▶ _Assignment_:
Please show every line in the entries below that includes the word "definitions".

▶ _Data under study_:
[Start of Attachment]

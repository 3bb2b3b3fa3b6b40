//! The KV key namespace and raw-key validation.
//!
//! All persisted state lives under four top-level categories:
//!
//! ```text
//! ["cards", <type>, "meta", <cardId>]    card metadata record
//! ["cards", <type>, "data", <cardId>]    card message container
//! ["cards", <type>, "list", <userId>]    legacy per-user listing (read-only)
//! ["users", <userId>]                    user record
//! ["sessions", <sessionId>]              session record
//! ```

use corkboard_core::error::CoreError;
use corkboard_kv::{KeyPart, KvKey};

pub fn card_meta(card_type: &str, card_id: &str) -> KvKey {
    KvKey::from(["cards", card_type, "meta", card_id])
}

pub fn card_data(card_type: &str, card_id: &str) -> KvKey {
    KvKey::from(["cards", card_type, "data", card_id])
}

/// Prefix covering every metadata record of one card type.
pub fn card_meta_prefix(card_type: &str) -> KvKey {
    KvKey::from(["cards", card_type, "meta"])
}

/// Per-user listing key kept from an earlier schema generation. Nothing
/// writes it anymore; old stores may still contain entries.
pub fn card_list(card_type: &str, user_id: &str) -> KvKey {
    KvKey::from(["cards", card_type, "list", user_id])
}

pub fn user(user_id: &str) -> KvKey {
    KvKey::from(["users", user_id])
}

pub fn session(session_id: &str) -> KvKey {
    KvKey::from(["sessions", session_id])
}

pub fn sessions_prefix() -> KvKey {
    KvKey::from(["sessions"])
}

/// Charset filter for raw key strings from the `/kv` endpoints:
/// alphanumeric, `,` and `-` only, and no `..` anywhere. `/` and `\`
/// fail the whitelist outright.
pub fn is_valid_raw_key(raw: &str) -> bool {
    !raw.is_empty()
        && !raw.contains("..")
        && raw
            .chars()
            .all(|c| c.is_ascii_alphanumeric() || c == ',' || c == '-')
}

/// A single path/query identifier (card type, card id): the raw-key
/// charset minus the tuple separator.
pub fn is_valid_identifier(value: &str) -> bool {
    !value.is_empty()
        && !value.contains("..")
        && value.chars().all(|c| c.is_ascii_alphanumeric() || c == '-')
}

/// Parse a comma-separated raw key (`a,b,c`) into a [`KvKey`].
///
/// Rejects anything failing the charset filter, including empty
/// segments, with a validation error that surfaces as HTTP 400.
pub fn parse_raw_key(raw: &str) -> Result<KvKey, CoreError> {
    if !is_valid_raw_key(raw) {
        return Err(CoreError::Validation("invalid key".into()));
    }
    let parts: Vec<KeyPart> = raw.split(',').map(KeyPart::from).collect();
    if parts.iter().any(|part| matches!(part, KeyPart::Str(s) if s.is_empty())) {
        return Err(CoreError::Validation("invalid key".into()));
    }
    Ok(KvKey(parts))
}
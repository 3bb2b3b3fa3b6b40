//! Route definitions, one module per resource.
//!
//! ```text
//! /health                         service health (no session)
//!
//! /cards/{type}/list              GET    list card metadata
//! /cards/{type}/create            POST   create a card
//! /cards/{type}/delete            POST   delete a card
//! /cards/{type}/api               GET    fetch one card
//!                                 POST   append a message
//!                                 DELETE remove a message
//! /cards/{type}/api/messages      GET    list messages
//!
//! /kv/get                         GET    raw read
//! /kv/set                         POST   raw write
//!
//! /events                         GET    SSE live updates
//!
//! /me                             GET    current user
//! /me/preferences                 PUT    update preferences
//! ```

pub mod cards;
pub mod events;
pub mod health;
pub mod kv;
pub mod users;
//! Messages attached to a card's data record.

use serde::{Deserialize, Serialize};

use crate::card::CardAuthor;
use crate::types::{new_id, Id, Timestamp};

/// Message kind. Plain chat text unless a producer marks it otherwise.
#[derive(Debug, Clone, Copy, PartialEq, Eq, Serialize, Deserialize)]
#[serde(rename_all = "lowercase")]
pub enum MessageType {
    Text,
    Command,
    Event,
    System,
}

/// Optional per-message extras: command envelope and edit tracking.
#[derive(Debug, Clone, Default, Serialize, Deserialize)]
#[serde(rename_all = "camelCase")]
pub struct MessageMetadata {
    #[serde(skip_serializing_if = "Option::is_none")]
    pub command: Option<String>,
    #[serde(skip_serializing_if = "Option::is_none")]
    pub args: Option<Vec<String>>,
    #[serde(skip_serializing_if = "Option::is_none")]
    pub edited: Option<bool>,
    #[serde(skip_serializing_if = "Option::is_none")]
    pub edited_at: Option<Timestamp>,
}

/// A single message embedded in a card's data record.
#[derive(Debug, Clone, Serialize, Deserialize)]
#[serde(rename_all = "camelCase")]
pub struct CardMessage {
    pub id: Id,
    pub card_id: Id,
    pub content: String,
    pub timestamp: Timestamp,
    pub author: CardAuthor,
    #[serde(rename = "type")]
    pub message_type: MessageType,
    #[serde(skip_serializing_if = "Option::is_none")]
    pub metadata: Option<MessageMetadata>,
}

impl CardMessage {
    /// Build a plain text message stamped with the current time.
    pub fn text(card_id: &str, content: &str, author: CardAuthor) -> Self {
        Self {
            id: new_id(),
            card_id: card_id.to_string(),
            content: content.to_string(),
            timestamp: chrono::Utc::now(),
            author,
            message_type: MessageType::Text,
            metadata: None,
        }
    }
}

#[cfg(test)]
mod tests {
    use super::*;
    use crate::user::User;

    #[test]
    fn text_message_defaults() {
        let user = User::anonymous();
        let msg = CardMessage::text("card-1", "hello", CardAuthor::from(&user));

        assert_eq!(msg.card_id, "card-1");
        assert_eq!(msg.content, "hello");
        assert_eq!(msg.message_type, MessageType::Text);
        assert!(msg.metadata.is_none());
    }

    #[test]
    fn message_type_serializes_lowercase() {
        let value = serde_json::to_value(MessageType::System).unwrap();
        assert_eq!(value, "system");
    }

    #[test]
    fn metadata_omits_empty_fields() {
        let user = User::anonymous();
        let msg = CardMessage::text("c", "m", CardAuthor::from(&user));
        let value = serde_json::to_value(&msg).unwrap();
        assert!(value.get("metadata").is_none());
        assert_eq!(value["type"], "text");
        assert_eq!(value["cardId"], "c");
    }
}
//! Background tasks and scheduled jobs.
//!
//! Each submodule provides a long-running async function intended to be
//! spawned via `tokio::spawn`. All tasks accept a [`CancellationToken`]
//! for graceful shutdown.
//!
//! [`CancellationToken`]: tokio_util::sync::CancellationToken

pub mod session_sweep;
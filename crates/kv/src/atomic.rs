//! Atomic check-then-mutate operations.

use serde_json::Value;

use crate::key::KvKey;

/// A version precondition on a single key.
///
/// `version: None` requires the key to be absent; `Some(v)` requires the
/// current entry version to equal `v` exactly.
#[derive(Debug, Clone)]
pub struct Check {
    pub key: KvKey,
    pub version: Option<u64>,
}

/// A write applied when all checks pass.
#[derive(Debug, Clone)]
pub enum Mutation {
    Set { key: KvKey, value: Value },
    Delete { key: KvKey },
}

/// A multi-key compare-and-set: checks are evaluated and mutations
/// applied under a single store write lock, all-or-nothing.
#[derive(Debug, Clone, Default)]
pub struct AtomicOp {
    pub checks: Vec<Check>,
    pub mutations: Vec<Mutation>,
}

impl AtomicOp {
    pub fn new() -> Self {
        Self::default()
    }

    /// Require `key` to be at `version` (`None` = absent) at commit time.
    pub fn check(mut self, key: impl Into<KvKey>, version: Option<u64>) -> Self {
        self.checks.push(Check {
            key: key.into(),
            version,
        });
        self
    }

    pub fn set(mut self, key: impl Into<KvKey>, value: Value) -> Self {
        self.mutations.push(Mutation::Set {
            key: key.into(),
            value,
        });
        self
    }

    pub fn delete(mut self, key: impl Into<KvKey>) -> Self {
        self.mutations.push(Mutation::Delete { key: key.into() });
        self
    }
}

/// Outcome of an atomic commit.
#[derive(Debug, Clone, PartialEq, Eq)]
pub enum CommitResult {
    /// All checks passed; every `Set` mutation carries `version`.
    Committed { version: u64 },
    /// At least one check failed; nothing was written.
    Conflict,
}

impl CommitResult {
    pub fn is_committed(&self) -> bool {
        matches!(self, CommitResult::Committed { .. })
    }
}
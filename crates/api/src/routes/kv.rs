//! Route definitions for the raw KV endpoints.

use axum::routing::{get, post};
use axum::Router;

use crate::handlers::kv;
use crate::state::AppState;

/// Routes mounted at `/kv`.
pub fn router() -> Router<AppState> {
    Router::new()
        .route("/kv/get", get(kv::get_value))
        .route("/kv/set", post(kv::set_value))
}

[End of Attachment]

▶ _Response to the exercise_:
//! Route definitions, one module per resource.
//! Route definitions for the raw KV endpoints.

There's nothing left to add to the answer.